Massey Energy’s Upper Big Branch workers “were intimidated,” Forbes quoted Mike Caputo, a West Virginia legislator and VP of the United Mine Workers of America. “Records were falsified. Advanced warnings of inspections were given. Two sets of books were kept. There was a lack of enforcement. The list goes on, and on, and on. The more I read about the Upper Big Branch tragedy, this wasn’t just bad business practice. This was akin to organized crime.”

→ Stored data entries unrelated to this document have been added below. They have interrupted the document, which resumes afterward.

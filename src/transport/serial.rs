//! Serial link abstraction and the host tty implementation
//!
//! [`Session`](super::Session) talks to the board through the [`SerialLink`]
//! trait so the exchange logic can be driven by a scripted link in tests.
//! [`TtyLink`] is the real implementation over a host serial device, gated
//! behind the `tty` feature.

use std::io;
use std::time::Duration;

/// A byte pipe to the board with reconfigurable speed
///
/// Implementations must deliver exact-length reads and report an elapsed
/// reply window as [`io::ErrorKind::TimedOut`].
pub trait SerialLink {
    /// Switch the link to `baud` and settle it for the next exchange
    fn configure(&mut self, baud: u32) -> io::Result<()>;

    /// Drop any unread inbound bytes
    fn flush_input(&mut self) -> io::Result<()>;

    /// Write the whole frame
    fn write_all(&mut self, frame: &[u8]) -> io::Result<()>;

    /// Fill `buf` exactly, waiting at most `timeout`
    fn read_exact(&mut self, buf: &mut [u8], timeout: Duration) -> io::Result<()>;

    /// Return the underlying device to its pre-session state
    fn restore(&mut self);
}

#[cfg(feature = "tty")]
pub use tty::TtyLink;

#[cfg(feature = "tty")]
mod tty {
    use std::io::{self, Read, Write};
    use std::time::Duration;

    use tracing::debug;

    use super::SerialLink;
    use crate::transport::{Result, PRIMARY_BAUD, REPLY_TIMEOUT};

    /// Serial link over a host tty device
    ///
    /// The board speaks 8 data bits, even parity, one stop bit, no flow
    /// control.
    pub struct TtyLink {
        port: Box<dyn serialport::SerialPort>,
    }

    impl TtyLink {
        /// Open the serial device at `path`
        ///
        /// The port starts at the primary baud rate; session setup reprobes
        /// from there.
        pub fn open(path: &str) -> Result<Self> {
            let port = serialport::new(path, PRIMARY_BAUD)
                .data_bits(serialport::DataBits::Eight)
                .parity(serialport::Parity::Even)
                .stop_bits(serialport::StopBits::One)
                .flow_control(serialport::FlowControl::None)
                .timeout(REPLY_TIMEOUT)
                .open()?;
            debug!(path, "serial port opened");
            Ok(Self { port })
        }
    }

    impl SerialLink for TtyLink {
        fn configure(&mut self, baud: u32) -> io::Result<()> {
            self.port.set_baud_rate(baud).map_err(io::Error::other)?;
            self.port
                .clear(serialport::ClearBuffer::All)
                .map_err(io::Error::other)
        }

        fn flush_input(&mut self) -> io::Result<()> {
            self.port
                .clear(serialport::ClearBuffer::Input)
                .map_err(io::Error::other)
        }

        fn write_all(&mut self, frame: &[u8]) -> io::Result<()> {
            self.port.write_all(frame)?;
            self.port.flush()
        }

        fn read_exact(&mut self, buf: &mut [u8], timeout: Duration) -> io::Result<()> {
            self.port.set_timeout(timeout).map_err(io::Error::other)?;
            self.port.read_exact(buf)
        }

        fn restore(&mut self) {
            // The port is owned, not a borrowed terminal; dropping it
            // releases the device. Leave it at whatever baud won.
        }
    }
}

But while it was a methane gas explosion that killed the 29 underground miners, Grisham’s latest book, set in 2008 and 2009, focuses on mountain-top removal. Described as “strip mining on steroids,” the practice destroyed about 600 of the region’s mountains over 30 years, according to Grisham. Gray Mountain by John Grisham

The company “literally attacks the mountain with all manner of heavy equipment,” the story’s activist lawyer Donovan Gray tells newcomer Samantha Kofer. “First it clearcuts the trees, total deforestation with no effort at saving the hardwoods. They are bulldozed away as the earth is scalped. Same for the topsoil, which is not very thick. Next comes the layer of rock, which is blasted out of the ground. The trees, topsoil and rock are often shoved into the valleys between the mountains, creating what’s known as valley fills. These wipe out vegetation, wildlife and natural streams…. If you’re downstream, you’re just screwed. As you’ll learn around here, we’re all downstream.”

Samantha, whose promising career in corporate law ended abruptly with the Lehman Brothers-induced recession, takes an unpaid internship at a Virginia legal aid clinic/social services agency. There she encounters a world of Big Coal-induced woe.

Reckless practices send boulders flying toward family homes. Contaminated drinking water turns communities into “cancer clusters.” Overloaded, speeding coal trucks in West Virginia alone kill one person a week. Excessive exposure to coal dust gives miners a wasting disease called black lung. Coal companies deprive dying workers of compensation.

Fighting back are Donovan and his lawyer aunt, Mattie Wyatt, who both had parents screwed over by coal companies.

Big Coal’s regime gets support from cosy regulators and watchdogs, elected judges who depend on campaign contributions, politicians who legislate favours for the industry, doctors who lie under oath and lawyers who cover up medical evidence. The FBI uses legal intimidation. Illegal intimidation comes from the companies’ armed thugs who, it’s suggested, will murder their opponents.

Lowest of the low is Krull Mining, “a company with the worst safety record in the history of U.S. coal production and an owner who was reputed to be one of the deadliest Russian gangsters in Putin’s frat pack.”

Denied benefits for over a decade, one dying miner says, “They cheated, they won, and they’ll do it again because they write the rules…. They got the money, the power, the doctors, and I guess the judges. Some system.”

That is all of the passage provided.